Rate Limiting & Abuse Prevention
Do you have unauthenticated endpoints (signup, login, public API)?
If yes
Add per-IP limits on those endpoints plus CAPTCHA on threshold. Assume credential-stuffing is attempted on day one.
If no
Per-user limits on authenticated APIs are sufficient.
Rate Limiting & Abuse Prevention
Do different customer tiers pay for different rate limits?
If yes
Keyed-on-API-key limits with plan-configured thresholds; expose a usage endpoint.
If no
A single default limit keeps configuration simple.
Rate Limiting & Abuse Prevention
Do you expect adversarial traffic (credential stuffing, scraping, spam)?
If yes
Use sliding window or token bucket — fixed window leaks under boundary timing attacks. Pair with WAF and bot detection.
If no
Fixed-window with Redis INCR + EXPIRE is cheap, simple, and sufficient.
Rate Limiting & Abuse Prevention
Do you have legitimate burst patterns (batch imports, bulk API calls)?
If yes
Token bucket is the right model — allows bursts while enforcing a sustained rate. The standard for commercial API gateways.
If no
Sliding window is simpler and has lower memory overhead.
Rate Limiting & Abuse Prevention
Do you run multiple server nodes behind a load balancer?
If yes
Use centralized Redis for rate-limit state (Upstash Ratelimit, redis-cell). Per-node local counters let attackers get N×limit by rotating through nodes.
If no
In-process counters are fine for single-node deployments and dramatically cheaper.
Rate Limiting & Abuse Prevention
Should users get a warning before they hit a hard limit?
If yes
Emit soft-limit warnings via response headers (X-RateLimit-Remaining) and optionally an in-app notification when usage >80%. Prevents angry support tickets.
If no
Silent throttling at the hard limit is simpler but worse UX — only acceptable for internal APIs.

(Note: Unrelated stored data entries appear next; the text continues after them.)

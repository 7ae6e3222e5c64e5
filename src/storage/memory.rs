//! In-memory artifact store for tests and dry runs.

use std::collections::HashMap;
use std::path::Path;
use std::sync::{Arc, Mutex};

use async_trait::async_trait;
use bytes::Bytes;

use crate::storage::{ArtifactStore, Metadata, Result, StorageError, encode_key};

/// A stored object.
#[derive(Debug, Clone)]
pub struct StoredObject {
    pub body: Bytes,
    pub content_type: String,
    pub metadata: Metadata,
}

/// Keeps uploaded objects in a map. Clones share the same map.
#[derive(Debug, Clone)]
pub struct MemoryStore {
    base_url: String,
    objects: Arc<Mutex<HashMap<String, StoredObject>>>,
    reject_with: Option<String>,
}

impl MemoryStore {
    pub fn new(base_url: impl Into<String>) -> Self {
        Self {
            base_url: base_url.into().trim_end_matches('/').to_string(),
            objects: Arc::new(Mutex::new(HashMap::new())),
            reject_with: None,
        }
    }

    /// A store whose every upload fails with `message`.
    pub fn rejecting(message: impl Into<String>) -> Self {
        Self {
            reject_with: Some(message.into()),
            ..Self::new("memory://rejected")
        }
    }

    pub fn get(&self, key: &str) -> Option<StoredObject> {
        self.objects
            .lock()
            .unwrap_or_else(|p| p.into_inner())
            .get(key)
            .cloned()
    }

    /// Stored keys, sorted.
    pub fn keys(&self) -> Vec<String> {
        let mut keys: Vec<_> = self
            .objects
            .lock()
            .unwrap_or_else(|p| p.into_inner())
            .keys()
            .cloned()
            .collect();
        keys.sort();
        keys
    }

    pub fn len(&self) -> usize {
        self.objects.lock().map(|o| o.len()).unwrap_or(0)
    }

    pub fn is_empty(&self) -> bool {
        self.len() == 0
    }
}

#[async_trait]
impl ArtifactStore for MemoryStore {
    async fn put(
        &self,
        local_path: &Path,
        key: &str,
        content_type: &str,
        metadata: &Metadata,
    ) -> Result<String> {
        if let Some(message) = &self.reject_with {
            return Err(StorageError::Rejected {
                status: 403,
                message: message.clone(),
            });
        }

        let body = Bytes::from(tokio::fs::read(local_path).await?);
        self.objects
            .lock()
            .unwrap_or_else(|p| p.into_inner())
            .insert(
                key.to_string(),
                StoredObject {
                    body,
                    content_type: content_type.to_string(),
                    metadata: metadata.clone(),
                },
            );
        Ok(format!("{}/{}", self.base_url, encode_key(key)))
    }

    fn name(&self) -> &'static str {
        "memory"
    }
}
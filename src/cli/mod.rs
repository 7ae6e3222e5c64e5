//! Command-line interface.
//!
//! ```text
//! convert2pdf serve                      run the ingress API (and file bridge)
//! convert2pdf batch -H host -i dir ...   convert a directory against a server
//! convert2pdf check -H host              connectivity test
//! convert2pdf types -H host              list supported types by family
//! ```

mod batch;
mod serve;

use std::net::IpAddr;
use std::path::PathBuf;
use std::process::ExitCode;

use clap::{Args, Parser, Subcommand};

use crate::worker::WorkerBackend;

pub use batch::IndicatifProgress;

#[derive(Parser, Debug)]
#[command(
    name = "convert2pdf",
    version,
    about = "Convert office documents to PDF in disposable per-job workers"
)]
pub struct Cli {
    /// Emit logs as JSON lines
    #[arg(long, global = true, env = "LOG_JSON")]
    pub log_json: bool,

    #[command(subcommand)]
    pub command: Command,
}

#[derive(Subcommand, Debug)]
pub enum Command {
    /// Run the conversion server
    Serve(ServeArgs),

    /// Convert every supported file in a directory
    Batch(BatchArgs),

    /// Check that a server is reachable and healthy
    Check(ServerArgs),

    /// List the file types a server accepts
    Types(ServerArgs),
}

impl Command {
    /// Log filter used when `RUST_LOG` is unset. Batch runs draw a progress
    /// bar on stderr, so they only log warnings.
    pub fn default_log_filter(&self) -> &'static str {
        match self {
            Command::Serve(_) => "convert2pdf=info,tower_http=info",
            Command::Batch(_) => "convert2pdf=warn",
            Command::Check(_) | Command::Types(_) => "convert2pdf=info",
        }
    }
}

/// Overrides applied on top of the environment configuration.
#[derive(Args, Debug, Clone, Default)]
pub struct ServeArgs {
    /// Address to bind the public API to
    #[arg(long)]
    pub host: Option<IpAddr>,

    /// Public API port
    #[arg(short, long)]
    pub port: Option<u16>,

    /// Internal file bridge port
    #[arg(long)]
    pub bridge_port: Option<u16>,

    /// Worker backend: subprocess or container
    #[arg(long)]
    pub backend: Option<WorkerBackend>,

    /// Root directory for per-job staging
    #[arg(long)]
    pub staging_dir: Option<PathBuf>,
}

/// Where the server is.
#[derive(Args, Debug, Clone)]
pub struct ServerArgs {
    /// Server host
    #[arg(short = 'H', long, env = "CONVERT_SERVER_HOST", default_value = "localhost")]
    pub host: String,

    /// Server port
    #[arg(short, long, env = "CONVERT_SERVER_PORT", default_value_t = 7758)]
    pub port: u16,

    /// Request timeout in seconds
    #[arg(long, default_value_t = 300)]
    pub timeout: u64,
}

#[derive(Args, Debug, Clone)]
pub struct BatchArgs {
    #[command(flatten)]
    pub server: ServerArgs,

    /// Directory with files to convert
    #[arg(short, long)]
    pub input: PathBuf,

    /// Directory for the results report (default: parent of the input)
    #[arg(short, long)]
    pub output: Option<PathBuf>,

    /// Maximum concurrent conversions
    #[arg(short, long, default_value_t = 5, value_parser = clap::value_parser!(u32).range(1..))]
    pub workers: u32,

    /// Descend into subdirectories
    #[arg(short, long)]
    pub recursive: bool,

    /// Don't write the JSON report
    #[arg(long)]
    pub no_save_results: bool,

    /// Retries per file after the first attempt
    #[arg(long, default_value_t = 3)]
    pub retries: u32,

    /// Base retry delay in seconds, doubled on each retry
    #[arg(long, default_value_t = 1.0)]
    pub retry_delay: f64,
}

/// Run the parsed command.
pub async fn run(cli: Cli) -> anyhow::Result<ExitCode> {
    match cli.command {
        Command::Serve(args) => {
            serve::run_serve(args).await?;
            Ok(ExitCode::SUCCESS)
        }
        Command::Batch(args) => {
            let all_ok = batch::run_batch(args).await?;
            Ok(if all_ok {
                ExitCode::SUCCESS
            } else {
                ExitCode::FAILURE
            })
        }
        Command::Check(args) => batch::run_check(args).await,
        Command::Types(args) => {
            batch::run_types(args).await?;
            Ok(ExitCode::SUCCESS)
        }
    }
}
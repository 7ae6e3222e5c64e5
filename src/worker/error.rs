//! Error types for worker lifecycle and execution.

use std::path::PathBuf;
use std::time::Duration;

/// Errors that can occur while provisioning, using or tearing down a worker.
#[derive(Debug, thiserror::Error)]
pub enum WorkerError {
    /// Docker daemon is not available or not running.
    #[error("Docker not available: {reason}")]
    DockerNotAvailable { reason: String },

    /// Failed to create container.
    #[error("Container creation failed: {reason}")]
    ContainerCreationFailed { reason: String },

    /// Failed to start container.
    #[error("Container start failed: {reason}")]
    ContainerStartFailed { reason: String },

    /// The worker did not become ready within the bounded wait.
    #[error("Worker {worker} not ready after {waited:?}")]
    ReadinessTimeout { worker: String, waited: Duration },

    /// A worker is already leased for this job.
    #[error("Job {job_id} already holds a worker")]
    AlreadyLeased { job_id: String },

    /// The conversion engine exited non-zero.
    #[error("conversion engine exited with code {exit_code}: {stderr}")]
    EngineFailed { exit_code: i32, stderr: String },

    /// The engine exited cleanly but no PDF was written.
    #[error("converted PDF not found at {}", path.display())]
    OutputMissing { path: PathBuf },

    /// A container worker answered the conversion call with an error.
    #[error("worker rejected conversion ({status}): {message}")]
    Rejected { status: u16, message: String },

    /// The conversion call to a container worker failed in transit.
    #[error("worker request failed: {reason}")]
    Transport { reason: String },

    /// A bounded operation timed out.
    #[error("{operation} timed out after {elapsed:?}")]
    Timeout {
        operation: &'static str,
        elapsed: Duration,
    },

    /// Docker API error.
    #[error("Docker API error: {0}")]
    Docker(#[from] bollard::errors::Error),

    /// I/O error.
    #[error("I/O error: {0}")]
    Io(#[from] std::io::Error),
}

/// Result type for worker operations.
pub type Result<T> = std::result::Result<T, WorkerError>;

Rate Limiting & Abuse Prevention
Do you have enterprise customers who negotiate custom limits?
If yes
Build an admin override table keyed on tenant/API-key. Do not hardcode limits — operations team will need to raise them without deploys.
If no
Static per-tier limits in config are simpler and easier to reason about.
Rate Limiting & Abuse Prevention
Can a single user enqueue unbounded background jobs (imports, scrapes, AI calls)?
If yes
Rate-limit the enqueue side separately from the API side. Prevents queue-flooding attacks that bypass request-layer limits.
If no
API-layer limits are sufficient; background jobs are produced by your own code only.
Rate Limiting & Abuse Prevention
Do you have legitimate short bursts you want to allow (e.g. pagination fan-out)?
If yes
Use token bucket with a burst allowance (bucket size > refill rate). Clients can consume the bucket quickly, then settle.
If no
A flat rate is simpler — bursts are a policy decision, not a default.
Rate Limiting & Abuse Prevention
Are you exposed to L3/L4 DDoS (public API, unauthenticated endpoints)?
If yes
Put Cloudflare, AWS Shield, or Fastly in front of your origin. Application-layer rate limiting cannot absorb network-layer floods.
If no
Application-layer limits are sufficient for authenticated-only APIs.
Rate Limiting & Abuse Prevention
Do some endpoints cost 100x more than others (AI calls, complex queries, exports)?
If yes
Rate-limit by computational cost (credits/tokens per request) not by request count. Pricing and abuse protection align naturally.
If no
Request-count limits are simpler and sufficient when endpoint costs are roughly uniform.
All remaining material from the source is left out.